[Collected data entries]
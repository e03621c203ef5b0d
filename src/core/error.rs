//! Error handling for catalog-enrich
//!
//! The error system follows two principles:
//! 1. **Strongly-typed errors** for precise handling in code
//! 2. **User-friendly messages** with actionable suggestions for CLI users
//!
//! # Architecture
//!
//! - [`EnrichError`] - enumerated failure cases of the pipeline, configuration and cache
//! - [`ErrorContext`] - wrapper that adds details and a suggestion for terminal display
//!
//! Upstream fetch failures are absent here: they never escape a
//! fetcher (see [`crate::fetch::FetchError`]). The only catalog-level failure
//! that reaches the user is a malformed catalog, and even that is reported as a
//! warning by the pipeline rather than as an error.
//!
//! # Examples
//!
//! ```rust,no_run
//! use catalog_enrich::core::{EnrichError, user_friendly_error};
//!
//! let error = EnrichError::ConfigError {
//!     message: "batch_size must be at least 1".to_string(),
//! };
//! let context = user_friendly_error(anyhow::Error::from(error));
//! context.display(); // Shows colored error with a suggestion
//! ```

use crate::cache::CacheError;
use colored::Colorize;
use std::fmt;
use thiserror::Error;

/// The main error type for catalog-enrich operations.
///
/// # Error Categories
///
/// ## Configuration
/// - [`ConfigError`] - invalid configuration values
/// - [`ConfigNotFound`] - an explicitly requested config file is missing
/// - [`InvalidFilter`] - include/exclude pattern is not a valid glob
/// - [`TomlError`] - TOML parsing errors from [`toml::de::Error`]
///
/// ## Storage
/// - [`Cache`] - cache directory could not be created or written
/// - [`JsonError`] - the enriched catalog could not be serialized
///
/// [`ConfigError`]: EnrichError::ConfigError
/// [`ConfigNotFound`]: EnrichError::ConfigNotFound
/// [`InvalidFilter`]: EnrichError::InvalidFilter
/// [`TomlError`]: EnrichError::TomlError
/// [`Cache`]: EnrichError::Cache
/// [`JsonError`]: EnrichError::JsonError
#[derive(Error, Debug)]
pub enum EnrichError {
    /// Configuration values are invalid.
    #[error("Configuration error: {message}")]
    ConfigError {
        /// What is wrong with the configuration
        message: String,
    },

    /// A configuration file passed explicitly does not exist.
    #[error("Configuration file not found: {path}")]
    ConfigNotFound {
        /// The path that was requested
        path: String,
    },

    /// An include or exclude filter is not a valid glob pattern.
    #[error("Invalid file filter '{pattern}': {reason}")]
    InvalidFilter {
        /// The offending pattern
        pattern: String,
        /// Why the pattern was rejected
        reason: String,
    },

    /// The persistent cache could not be opened or written.
    #[error(transparent)]
    Cache(#[from] CacheError),

    /// JSON serialization error.
    #[error("JSON error: {0}")]
    JsonError(#[from] serde_json::Error),

    /// TOML parsing error.
    #[error("TOML parsing error: {0}")]
    TomlError(#[from] toml::de::Error),

    /// Anything else, carrying a preformatted message.
    #[error("{message}")]
    Other {
        /// Error message
        message: String,
    },
}

/// Error wrapper that adds a suggestion and details for terminal display.
///
/// ```rust,no_run
/// use catalog_enrich::core::{EnrichError, ErrorContext};
///
/// let context = ErrorContext::new(EnrichError::ConfigNotFound {
///     path: "enrich.toml".to_string(),
/// })
/// .with_suggestion("Check the path passed to --config")
/// .with_details("Only the default catalog-enrich.toml may be absent");
///
/// context.display();
/// ```
#[derive(Debug)]
pub struct ErrorContext {
    /// The underlying error
    pub error: EnrichError,
    /// Optional suggestion for resolving the error
    pub suggestion: Option<String>,
    /// Optional additional details about the error
    pub details: Option<String>,
}

impl ErrorContext {
    /// Create a new error context with no suggestion or details.
    #[must_use]
    pub const fn new(error: EnrichError) -> Self {
        Self {
            error,
            suggestion: None,
            details: None,
        }
    }

    /// Add a suggestion for resolving the error. Displayed in green.
    pub fn with_suggestion(mut self, suggestion: impl Into<String>) -> Self {
        self.suggestion = Some(suggestion.into());
        self
    }

    /// Add details explaining the error. Displayed in yellow.
    pub fn with_details(mut self, details: impl Into<String>) -> Self {
        self.details = Some(details.into());
        self
    }

    /// Display the error context to stderr with terminal colors.
    pub fn display(&self) {
        eprintln!("{}: {}", "error".red().bold(), self.error);

        if let Some(details) = &self.details {
            eprintln!("{}: {}", "details".yellow(), details);
        }

        if let Some(suggestion) = &self.suggestion {
            eprintln!("{}: {}", "suggestion".green(), suggestion);
        }
    }
}

impl fmt::Display for ErrorContext {
    fn fmt(&self, f: &mut fmt::Formatter<'_>) -> fmt::Result {
        write!(f, "{}", self.error)?;

        if let Some(details) = &self.details {
            write!(f, "\nDetails: {details}")?;
        }

        if let Some(suggestion) = &self.suggestion {
            write!(f, "\nSuggestion: {suggestion}")?;
        }

        Ok(())
    }
}

impl std::error::Error for ErrorContext {}

/// Convert any error to a user-friendly [`ErrorContext`] with actionable suggestions.
///
/// Configuration errors get a tailored suggestion. Everything else
/// is shown with its full cause chain, with a hint for cache and I/O failures.
#[must_use]
pub fn user_friendly_error(error: anyhow::Error) -> ErrorContext {
    if let Some(context) = error.downcast_ref::<EnrichError>().and_then(create_error_context) {
        return context;
    }

    // Generic error - include the full error chain for better diagnostics
    let mut message = error.to_string();
    let chain: Vec<String> =
        error.chain().skip(1).map(std::string::ToString::to_string).collect();

    if !chain.is_empty() {
        message.push_str("\n\nCaused by:");
        for (i, cause) in chain.iter().enumerate() {
            message.push_str(&format!("\n  {}: {}", i + 1, cause));
        }
    }

    let context = ErrorContext::new(EnrichError::Other {
        message,
    });

    let is_cache_error = error.downcast_ref::<CacheError>().is_some()
        || matches!(error.downcast_ref::<EnrichError>(), Some(EnrichError::Cache(_)));
    if is_cache_error {
        return context
            .with_suggestion(
                "Check that the cache directory is writable, or run `catalog-enrich cache clean`",
            )
            .with_details("The cache directory is created on first use");
    }

    match error.downcast_ref::<std::io::Error>().map(std::io::Error::kind) {
        Some(std::io::ErrorKind::PermissionDenied) => context
            .with_suggestion("Check file ownership and permissions")
            .with_details("catalog-enrich needs to read the catalog and write the cache directory"),
        Some(std::io::ErrorKind::NotFound) => {
            context.with_suggestion("Check that the catalog path is correct")
        }
        _ => context,
    }
}

fn create_error_context(error: &EnrichError) -> Option<ErrorContext> {
    let context = match error {
        EnrichError::ConfigError {
            message,
        } => ErrorContext::new(EnrichError::ConfigError {
            message: message.clone(),
        })
        .with_suggestion("Fix the value in catalog-enrich.toml or the matching command-line flag"),
        EnrichError::ConfigNotFound {
            path,
        } => ErrorContext::new(EnrichError::ConfigNotFound {
            path: path.clone(),
        })
        .with_suggestion("Check the path passed to --config")
        .with_details("Only the default catalog-enrich.toml is optional"),
        EnrichError::InvalidFilter {
            pattern,
            reason,
        } => ErrorContext::new(EnrichError::InvalidFilter {
            pattern: pattern.clone(),
            reason: reason.clone(),
        })
        .with_suggestion("Use glob syntax such as 'src/**/*.json'"),
        _ => return None,
    };
    Some(context)
}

# Required action
Nothing in the data may be omitted; transcribe it exactly.

# Result for this exercise
repository e03621c203ef5b0d
filename src/core/error.rs
//! Error handling for catalog-enrich
//!
//! The error system follows two principles:
//! 1. **Strongly-typed errors** for precise handling in code
//! 2. **User-friendly messages** with actionable suggestions for CLI users
//!
//! # Architecture
//!
//! - [`EnrichError`] - enumerated failure cases of the pipeline, configuration and cache
//! - [`ErrorContext`] - wrapper that adds details and a suggestion for terminal display
//!
//! Upstream fetch failures are absent here: they never escape a
//! fetcher (see [`crate::fetch::FetchError`]). The only catalog-level failure
//! that reaches the user is a malformed catalog, and even that is reported as a
//! warning by the pipeline rather than as an error.
//!
//! # Examples
//!
//! ```rust,no_run
//! use catalog_enrich::core::{EnrichError, user_friendly_error};
//!
//! let error = EnrichError::ConfigError {
//!     message: "batch_size must be at least 1".to_string(),
//! };
//! let context = user_friendly_error(anyhow::Error::from(error));
//! context.display(); // Shows colored error with a suggestion
//! ```

use crate::cache::CacheError;
use colored::Colorize;
use std::fmt;
use thiserror::Error;

/// The main error type for catalog-enrich operations.
///
/// # Error Categories
///
/// ## Configuration
/// - [`ConfigError`] - invalid configuration values
/// - [`ConfigNotFound`] - an explicitly requested config file is missing
/// - [`InvalidFilter`] - include/exclude pattern is not a valid glob
/// - [`TomlError`] - TOML parsing errors from [`toml::de::Error`]
///
/// ## Storage
/// - [`Cache`] - cache directory could not be created or written
/// - [`JsonError`] - the enriched catalog could not be serialized
///
/// [`ConfigError`]: EnrichError::ConfigError
/// [`ConfigNotFound`]: EnrichError::ConfigNotFound
/// [`InvalidFilter`]: EnrichError::InvalidFilter
/// [`TomlError`]: EnrichError::TomlError
/// [`Cache`]: EnrichError::Cache
/// [`JsonError`]: EnrichError::JsonError
#[derive(Error, Debug)]
pub enum EnrichError {
    /// Configuration values are invalid.
    #[error("Configuration error: {message}")]
    ConfigError {
        /// What is wrong with the configuration
        message: String,
    },

    /// A configuration file passed explicitly does not exist.
    #[error("Configuration file not found: {path}")]
    ConfigNotFound {
        /// The path that was requested
        path: String,
    },

    /// An include or exclude filter is not a valid glob pattern.
    #[error("Invalid file filter '{pattern}': {reason}")]
    InvalidFilter {
        /// The offending pattern
        pattern: String,
        /// Why the pattern was rejected
        reason: String,
    },

    /// The persistent cache could not be opened or written.
    #[error(transparent)]
    Cache(#[from] CacheError),

    /// JSON serialization error.
    #[error("JSON error: {0}")]
    JsonError(#[from] serde_json::Error),

    /// TOML parsing error.
    #[error("TOML parsing error: {0}")]
    TomlError(#[from] toml::de::Error),

    /// Anything else, carrying a preformatted message.
    #[error("{message}")]
    Other {
        /// Error message
        message: String,
    },
}

/// Error wrapper that adds a suggestion and details for terminal display.
///
/// ```rust,no_run
/// use catalog_enrich::core::{EnrichError, ErrorContext};
///
/// let context = ErrorContext::new(EnrichError::ConfigNotFound {
///     path: "enrich.toml".to_string(),
/// })
/// .with_suggestion("Check the path passed to --config")
/// .with_details("Only the default catalog-enrich.toml may be absent");
///
/// context.display();
/// ```
#[derive(Debug)]
pub struct ErrorContext {
    /// The underlying error
    pub error: EnrichError,
    /// Optional suggestion for resolving the error
    pub suggestion: Option<String>,
    /// Optional additional details about the error
    pub details: Option<String>,
}

impl ErrorContext {
    /// Create a new error context with no suggestion or details.
    #[must_use]
    pub const fn new(error: EnrichError) -> Self {
        Self {
            error,
            suggestion: None,
            details: None,
        }
    }

    /// Add a suggestion for resolving the error. Displayed in green.
    pub fn with_suggestion(mut self, suggestion: impl Into<String>) -> Self {
        self.suggestion = Some(suggestion.into());
        self
    }

    /// Add details explaining the error. Displayed in yellow.
    pub fn with_details(mut self, details: impl Into<String>) -> Self {
        self.details = Some(details.into());
        self
    }

    /// Display the error context to stderr with terminal colors.
    pub fn display(&self) {
        eprintln!("{}: {}", "error".red().bold(), self.error);

        if let Some(details) = &self.details {
            eprintln!("{}: {}", "details".yellow(), details);
        }

        if let Some(suggestion) = &self.suggestion {
            eprintln!("{}: {}", "suggestion".green(), suggestion);
        }
    }
}

impl fmt::Display for ErrorContext {
    fn fmt(&self, f: &mut fmt::Formatter<'_>) -> fmt::Result {
        write!(f, "{}", self.error)?;

        if let Some(details) = &self.details {
            write!(f, "\nDetails: {details}")?;
        }

        if let Some(suggestion) = &self.suggestion {
            write!(f, "\nSuggestion: {suggestion}")?;
        }

        Ok(())
    }
}

impl std::error::Error for ErrorContext {}

/// Convert any error to a user-friendly [`ErrorContext`] with actionable suggestions.
///
/// Configuration errors get a tailored suggestion. Everything else
/// is shown with its full cause chain, with a hint for cache and I/O failures.
#[must_use]
pub fn user_friendly_error(error: anyhow::Error) -> ErrorContext {
    if let Some(context) = error.downcast_ref::<EnrichError>().and_then(create_error_context) {
        return context;
    }

    // Generic error - include the full error chain for better diagnostics
    let mut message = error.to_string();
    let chain: Vec<String> =
        error.chain().skip(1).map(std::string::ToString::to_string).collect();

    if !chain.is_empty() {
        message.push_str("\n\nCaused by:");
        for (i, cause) in chain.iter().enumerate() {
            message.push_str(&format!("\n  {}: {}", i + 1, cause));
        }
    }

    let context = ErrorContext::new(EnrichError::Other {
        message,
    });

    let is_cache_error = error.downcast_ref::<CacheError>().is_some()
        || matches!(error.downcast_ref::<EnrichError>(), Some(EnrichError::Cache(_)));
    if is_cache_error {
        return context
            .with_suggestion(
                "Check that the cache directory is writable, or run `catalog-enrich cache clean`",
            )
            .with_details("The cache directory is created on first use");
    }

    match error.downcast_ref::<std::io::Error>().map(std::io::Error::kind) {
        Some(std::io::ErrorKind::PermissionDenied) => context
            .with_suggestion("Check file ownership and permissions")
            .with_details("catalog-enrich needs to read the catalog and write the cache directory"),
        Some(std::io::ErrorKind::NotFound) => {
            context.with_suggestion("Check that the catalog path is correct")
        }
        _ => context,
    }
}

fn create_error_context(error: &EnrichError) -> Option<ErrorContext> {
    let context = match error {
        EnrichError::ConfigError {
            message,
        } => ErrorContext::new(EnrichError::ConfigError {
            message: message.clone(),
        })
        .with_suggestion("Fix the value in catalog-enrich.toml or the matching command-line flag"),
        EnrichError::ConfigNotFound {
            path,
        } => ErrorContext::new(EnrichError::ConfigNotFound {
            path: path.clone(),
        })
        .with_suggestion("Check the path passed to --config")
        .with_details("Only the default catalog-enrich.toml is optional"),
        EnrichError::InvalidFilter {
            pattern,
            reason,
        } => ErrorContext::new(EnrichError::InvalidFilter {
            pattern: pattern.clone(),
            reason: reason.clone(),
        })
        .with_suggestion("Use glob syntax such as 'src/**/*.json'"),
        _ => return None,
    };
    Some(context)
}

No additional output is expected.